→ **EXERCISE INPUT**
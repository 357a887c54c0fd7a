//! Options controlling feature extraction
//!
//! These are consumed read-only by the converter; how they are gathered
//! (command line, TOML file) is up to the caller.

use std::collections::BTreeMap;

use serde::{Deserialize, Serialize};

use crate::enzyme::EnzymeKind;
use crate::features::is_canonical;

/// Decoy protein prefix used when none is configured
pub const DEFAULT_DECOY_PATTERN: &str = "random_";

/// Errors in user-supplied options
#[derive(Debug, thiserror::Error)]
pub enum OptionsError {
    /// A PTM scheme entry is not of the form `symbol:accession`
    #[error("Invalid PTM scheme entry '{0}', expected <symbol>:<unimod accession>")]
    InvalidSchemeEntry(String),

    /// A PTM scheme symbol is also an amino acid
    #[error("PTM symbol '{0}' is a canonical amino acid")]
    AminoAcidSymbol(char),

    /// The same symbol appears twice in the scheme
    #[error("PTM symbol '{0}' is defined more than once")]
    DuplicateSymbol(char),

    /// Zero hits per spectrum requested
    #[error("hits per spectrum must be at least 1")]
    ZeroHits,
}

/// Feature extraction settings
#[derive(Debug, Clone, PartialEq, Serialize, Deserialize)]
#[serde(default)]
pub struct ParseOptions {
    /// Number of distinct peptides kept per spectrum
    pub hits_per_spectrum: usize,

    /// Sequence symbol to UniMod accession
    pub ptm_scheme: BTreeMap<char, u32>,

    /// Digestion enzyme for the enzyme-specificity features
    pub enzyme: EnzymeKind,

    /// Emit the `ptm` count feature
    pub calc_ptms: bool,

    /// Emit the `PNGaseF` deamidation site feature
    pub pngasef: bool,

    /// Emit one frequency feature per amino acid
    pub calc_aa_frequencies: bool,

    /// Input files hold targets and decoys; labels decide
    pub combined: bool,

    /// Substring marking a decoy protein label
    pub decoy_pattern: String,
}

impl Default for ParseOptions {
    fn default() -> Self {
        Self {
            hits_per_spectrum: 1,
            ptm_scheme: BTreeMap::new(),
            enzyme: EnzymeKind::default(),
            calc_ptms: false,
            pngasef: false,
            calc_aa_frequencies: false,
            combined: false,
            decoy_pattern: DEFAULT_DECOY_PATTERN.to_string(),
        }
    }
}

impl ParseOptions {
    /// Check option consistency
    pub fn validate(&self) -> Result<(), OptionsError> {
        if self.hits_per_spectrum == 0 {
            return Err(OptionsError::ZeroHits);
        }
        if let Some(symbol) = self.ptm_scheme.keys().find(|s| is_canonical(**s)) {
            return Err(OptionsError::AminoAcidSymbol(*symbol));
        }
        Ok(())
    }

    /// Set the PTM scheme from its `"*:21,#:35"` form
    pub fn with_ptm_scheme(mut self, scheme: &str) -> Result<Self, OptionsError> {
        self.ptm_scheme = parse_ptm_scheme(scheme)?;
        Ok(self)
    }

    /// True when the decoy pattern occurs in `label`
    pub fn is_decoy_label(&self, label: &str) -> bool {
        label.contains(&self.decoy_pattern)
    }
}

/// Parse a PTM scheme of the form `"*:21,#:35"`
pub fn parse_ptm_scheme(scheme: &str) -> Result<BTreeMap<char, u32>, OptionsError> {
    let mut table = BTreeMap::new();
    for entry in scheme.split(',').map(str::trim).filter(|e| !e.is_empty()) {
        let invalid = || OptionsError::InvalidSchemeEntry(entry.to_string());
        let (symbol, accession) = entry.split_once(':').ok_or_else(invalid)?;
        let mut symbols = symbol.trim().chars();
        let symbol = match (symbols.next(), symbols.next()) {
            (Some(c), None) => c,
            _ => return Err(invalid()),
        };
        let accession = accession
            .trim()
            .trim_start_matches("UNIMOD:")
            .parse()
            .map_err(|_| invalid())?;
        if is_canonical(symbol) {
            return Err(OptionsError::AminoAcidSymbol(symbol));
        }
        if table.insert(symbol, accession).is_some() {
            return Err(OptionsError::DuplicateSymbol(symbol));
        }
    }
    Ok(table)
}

---

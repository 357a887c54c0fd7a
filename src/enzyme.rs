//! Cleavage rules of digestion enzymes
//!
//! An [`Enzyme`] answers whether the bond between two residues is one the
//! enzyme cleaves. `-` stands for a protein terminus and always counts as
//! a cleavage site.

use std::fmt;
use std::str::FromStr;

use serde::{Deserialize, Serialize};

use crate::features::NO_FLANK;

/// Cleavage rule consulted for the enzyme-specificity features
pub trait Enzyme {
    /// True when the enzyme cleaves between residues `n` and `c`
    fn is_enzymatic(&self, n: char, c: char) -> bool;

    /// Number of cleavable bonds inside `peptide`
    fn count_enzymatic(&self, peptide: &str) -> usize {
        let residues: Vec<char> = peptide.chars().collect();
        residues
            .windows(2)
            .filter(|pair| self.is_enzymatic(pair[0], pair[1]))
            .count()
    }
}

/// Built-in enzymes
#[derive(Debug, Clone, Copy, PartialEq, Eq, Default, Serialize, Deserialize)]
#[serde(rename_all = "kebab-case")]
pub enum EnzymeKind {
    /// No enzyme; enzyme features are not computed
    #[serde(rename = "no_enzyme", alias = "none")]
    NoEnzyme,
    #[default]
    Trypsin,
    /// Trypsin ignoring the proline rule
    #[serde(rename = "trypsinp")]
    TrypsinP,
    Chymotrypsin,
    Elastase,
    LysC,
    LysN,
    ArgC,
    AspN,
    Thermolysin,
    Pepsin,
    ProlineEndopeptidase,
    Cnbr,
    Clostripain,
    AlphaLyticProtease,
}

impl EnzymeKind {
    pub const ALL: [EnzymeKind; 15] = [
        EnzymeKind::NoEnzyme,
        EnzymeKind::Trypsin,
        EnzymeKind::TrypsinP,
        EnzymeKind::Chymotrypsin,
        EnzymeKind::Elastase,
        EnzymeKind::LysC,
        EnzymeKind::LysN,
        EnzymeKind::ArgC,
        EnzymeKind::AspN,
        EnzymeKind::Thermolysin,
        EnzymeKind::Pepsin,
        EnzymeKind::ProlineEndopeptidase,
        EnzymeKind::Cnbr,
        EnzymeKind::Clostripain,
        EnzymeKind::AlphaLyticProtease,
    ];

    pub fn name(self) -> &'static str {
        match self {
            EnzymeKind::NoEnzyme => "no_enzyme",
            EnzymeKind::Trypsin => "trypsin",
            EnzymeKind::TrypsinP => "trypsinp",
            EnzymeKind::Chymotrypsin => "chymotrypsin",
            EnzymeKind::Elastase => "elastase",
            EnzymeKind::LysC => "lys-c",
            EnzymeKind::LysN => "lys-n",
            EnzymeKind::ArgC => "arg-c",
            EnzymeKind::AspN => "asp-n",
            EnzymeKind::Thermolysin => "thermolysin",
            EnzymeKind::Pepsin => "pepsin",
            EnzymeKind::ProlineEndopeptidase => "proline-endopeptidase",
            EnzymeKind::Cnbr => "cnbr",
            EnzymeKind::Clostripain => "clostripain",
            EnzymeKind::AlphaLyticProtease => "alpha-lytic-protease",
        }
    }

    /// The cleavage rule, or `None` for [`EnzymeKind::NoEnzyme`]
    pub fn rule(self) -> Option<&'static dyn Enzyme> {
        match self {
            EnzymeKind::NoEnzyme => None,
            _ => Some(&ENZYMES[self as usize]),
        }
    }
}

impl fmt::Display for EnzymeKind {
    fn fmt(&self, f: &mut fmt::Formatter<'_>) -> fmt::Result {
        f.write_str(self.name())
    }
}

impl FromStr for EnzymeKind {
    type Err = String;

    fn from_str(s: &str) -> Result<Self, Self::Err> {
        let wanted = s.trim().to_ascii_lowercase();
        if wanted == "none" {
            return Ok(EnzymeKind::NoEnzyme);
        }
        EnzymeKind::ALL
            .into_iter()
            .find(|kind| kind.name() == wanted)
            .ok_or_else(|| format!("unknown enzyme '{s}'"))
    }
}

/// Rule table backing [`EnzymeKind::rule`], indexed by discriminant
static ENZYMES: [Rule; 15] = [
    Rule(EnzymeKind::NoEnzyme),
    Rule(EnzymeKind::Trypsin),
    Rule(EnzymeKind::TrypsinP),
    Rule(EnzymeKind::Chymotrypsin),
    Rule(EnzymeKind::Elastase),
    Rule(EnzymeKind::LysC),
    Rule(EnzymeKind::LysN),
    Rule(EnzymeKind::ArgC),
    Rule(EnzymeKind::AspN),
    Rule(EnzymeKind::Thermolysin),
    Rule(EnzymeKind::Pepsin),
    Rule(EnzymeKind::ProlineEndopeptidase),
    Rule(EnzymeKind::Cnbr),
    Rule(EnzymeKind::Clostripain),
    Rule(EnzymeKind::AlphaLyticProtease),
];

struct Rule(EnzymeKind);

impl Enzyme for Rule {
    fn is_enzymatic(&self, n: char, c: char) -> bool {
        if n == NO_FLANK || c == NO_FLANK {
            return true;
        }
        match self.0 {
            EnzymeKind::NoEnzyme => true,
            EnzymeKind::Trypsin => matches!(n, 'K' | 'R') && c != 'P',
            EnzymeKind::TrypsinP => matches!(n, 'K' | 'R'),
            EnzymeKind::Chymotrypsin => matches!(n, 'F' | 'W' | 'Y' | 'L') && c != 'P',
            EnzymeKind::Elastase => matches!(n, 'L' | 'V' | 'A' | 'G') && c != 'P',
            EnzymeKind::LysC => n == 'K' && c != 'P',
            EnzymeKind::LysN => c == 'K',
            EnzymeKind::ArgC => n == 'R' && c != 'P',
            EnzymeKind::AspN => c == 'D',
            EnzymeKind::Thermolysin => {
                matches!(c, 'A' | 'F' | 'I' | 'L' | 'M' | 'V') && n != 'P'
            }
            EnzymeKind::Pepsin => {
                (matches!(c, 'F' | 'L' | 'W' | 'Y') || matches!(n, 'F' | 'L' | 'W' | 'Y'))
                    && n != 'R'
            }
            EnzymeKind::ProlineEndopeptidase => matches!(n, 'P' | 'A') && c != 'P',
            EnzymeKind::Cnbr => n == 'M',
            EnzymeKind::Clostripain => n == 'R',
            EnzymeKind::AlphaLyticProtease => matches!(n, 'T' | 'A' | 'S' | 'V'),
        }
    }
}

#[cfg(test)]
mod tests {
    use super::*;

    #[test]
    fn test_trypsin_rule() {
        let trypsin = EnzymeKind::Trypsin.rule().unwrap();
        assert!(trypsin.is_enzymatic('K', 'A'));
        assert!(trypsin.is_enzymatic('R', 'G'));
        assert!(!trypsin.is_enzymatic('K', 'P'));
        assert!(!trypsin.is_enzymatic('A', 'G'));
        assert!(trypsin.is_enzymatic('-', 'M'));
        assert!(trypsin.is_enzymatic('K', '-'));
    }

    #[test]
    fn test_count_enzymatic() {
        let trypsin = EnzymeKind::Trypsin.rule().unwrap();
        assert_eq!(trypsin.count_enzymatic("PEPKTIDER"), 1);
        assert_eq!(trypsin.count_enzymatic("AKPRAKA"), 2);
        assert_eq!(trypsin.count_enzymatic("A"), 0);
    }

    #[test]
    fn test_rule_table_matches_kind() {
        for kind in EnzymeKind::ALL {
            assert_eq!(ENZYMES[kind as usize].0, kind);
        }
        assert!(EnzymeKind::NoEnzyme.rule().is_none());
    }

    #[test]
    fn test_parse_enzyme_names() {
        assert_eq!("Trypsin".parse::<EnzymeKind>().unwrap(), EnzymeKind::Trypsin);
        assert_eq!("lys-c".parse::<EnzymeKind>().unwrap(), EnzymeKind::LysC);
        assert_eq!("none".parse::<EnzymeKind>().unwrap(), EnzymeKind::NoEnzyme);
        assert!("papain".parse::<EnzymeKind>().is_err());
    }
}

---

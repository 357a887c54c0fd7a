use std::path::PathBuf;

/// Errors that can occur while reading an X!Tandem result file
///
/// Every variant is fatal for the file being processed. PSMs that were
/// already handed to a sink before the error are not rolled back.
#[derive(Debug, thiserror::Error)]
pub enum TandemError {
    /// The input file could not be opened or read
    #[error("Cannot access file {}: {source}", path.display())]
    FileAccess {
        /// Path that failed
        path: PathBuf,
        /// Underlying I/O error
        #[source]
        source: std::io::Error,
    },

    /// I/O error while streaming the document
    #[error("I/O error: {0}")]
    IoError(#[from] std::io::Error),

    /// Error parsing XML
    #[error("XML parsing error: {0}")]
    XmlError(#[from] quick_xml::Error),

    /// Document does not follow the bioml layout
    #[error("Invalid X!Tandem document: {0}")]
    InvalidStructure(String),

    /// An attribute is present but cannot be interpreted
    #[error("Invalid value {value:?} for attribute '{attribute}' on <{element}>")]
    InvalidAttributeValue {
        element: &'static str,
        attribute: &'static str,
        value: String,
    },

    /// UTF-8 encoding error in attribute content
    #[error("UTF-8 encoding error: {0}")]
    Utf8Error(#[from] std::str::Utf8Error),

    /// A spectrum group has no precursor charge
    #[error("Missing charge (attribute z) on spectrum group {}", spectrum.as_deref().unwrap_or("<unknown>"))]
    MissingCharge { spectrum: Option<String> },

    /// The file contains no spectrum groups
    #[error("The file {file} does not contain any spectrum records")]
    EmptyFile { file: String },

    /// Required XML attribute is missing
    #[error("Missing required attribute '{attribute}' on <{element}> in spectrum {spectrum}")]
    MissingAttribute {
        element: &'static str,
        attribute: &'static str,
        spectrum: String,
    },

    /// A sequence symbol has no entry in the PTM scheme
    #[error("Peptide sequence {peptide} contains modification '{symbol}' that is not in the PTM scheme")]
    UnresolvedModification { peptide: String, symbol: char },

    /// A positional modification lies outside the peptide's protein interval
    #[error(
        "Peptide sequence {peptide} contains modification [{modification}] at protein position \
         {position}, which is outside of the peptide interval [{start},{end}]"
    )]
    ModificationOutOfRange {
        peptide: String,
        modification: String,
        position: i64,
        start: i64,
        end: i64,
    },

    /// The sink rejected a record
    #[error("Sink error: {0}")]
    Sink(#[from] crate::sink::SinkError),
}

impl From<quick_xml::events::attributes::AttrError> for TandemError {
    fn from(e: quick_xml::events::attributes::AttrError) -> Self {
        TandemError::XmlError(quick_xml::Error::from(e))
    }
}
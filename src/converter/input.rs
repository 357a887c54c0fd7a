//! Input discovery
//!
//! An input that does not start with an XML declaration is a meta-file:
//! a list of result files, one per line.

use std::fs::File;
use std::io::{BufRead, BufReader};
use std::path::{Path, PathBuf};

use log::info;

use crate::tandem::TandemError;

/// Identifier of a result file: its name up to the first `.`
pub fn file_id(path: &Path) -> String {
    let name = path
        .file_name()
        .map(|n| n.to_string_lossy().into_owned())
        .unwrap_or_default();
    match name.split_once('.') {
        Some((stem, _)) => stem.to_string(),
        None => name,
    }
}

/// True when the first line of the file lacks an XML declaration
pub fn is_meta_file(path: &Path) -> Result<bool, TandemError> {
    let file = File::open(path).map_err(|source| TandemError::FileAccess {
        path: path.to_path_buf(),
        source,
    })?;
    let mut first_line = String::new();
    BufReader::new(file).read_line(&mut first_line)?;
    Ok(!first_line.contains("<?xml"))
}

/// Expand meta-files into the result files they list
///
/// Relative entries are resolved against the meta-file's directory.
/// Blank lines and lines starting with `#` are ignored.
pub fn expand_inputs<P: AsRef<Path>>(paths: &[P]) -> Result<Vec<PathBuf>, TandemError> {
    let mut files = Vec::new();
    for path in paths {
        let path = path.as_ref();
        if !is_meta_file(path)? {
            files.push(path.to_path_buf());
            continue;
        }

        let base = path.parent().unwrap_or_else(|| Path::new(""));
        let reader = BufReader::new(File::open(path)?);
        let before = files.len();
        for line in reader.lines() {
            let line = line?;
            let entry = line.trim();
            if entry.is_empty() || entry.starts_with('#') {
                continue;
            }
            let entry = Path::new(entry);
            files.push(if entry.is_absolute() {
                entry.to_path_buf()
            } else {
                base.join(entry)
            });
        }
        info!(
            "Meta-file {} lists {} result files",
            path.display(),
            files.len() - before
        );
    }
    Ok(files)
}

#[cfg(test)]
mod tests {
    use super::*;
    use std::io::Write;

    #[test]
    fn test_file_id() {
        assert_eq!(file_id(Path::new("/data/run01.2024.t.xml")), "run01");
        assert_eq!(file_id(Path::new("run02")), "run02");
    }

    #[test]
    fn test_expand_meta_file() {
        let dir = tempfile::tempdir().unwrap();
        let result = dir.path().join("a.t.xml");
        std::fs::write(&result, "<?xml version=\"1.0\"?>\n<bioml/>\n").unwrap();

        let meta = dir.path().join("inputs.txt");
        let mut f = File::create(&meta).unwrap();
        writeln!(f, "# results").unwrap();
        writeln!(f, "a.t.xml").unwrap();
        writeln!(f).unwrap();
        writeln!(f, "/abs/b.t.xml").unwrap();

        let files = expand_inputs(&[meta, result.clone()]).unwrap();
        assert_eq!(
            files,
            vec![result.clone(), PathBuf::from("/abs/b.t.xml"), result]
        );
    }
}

→ **TASK OBJECTIVE**
Scan the entries above for the string "AspN" and copy each line containing it.

→ **RESPONSE AREA**
    AspN,
        EnzymeKind::AspN,
            EnzymeKind::AspN => "asp-n",
    Rule(EnzymeKind::AspN),
            EnzymeKind::AspN => c == 'D',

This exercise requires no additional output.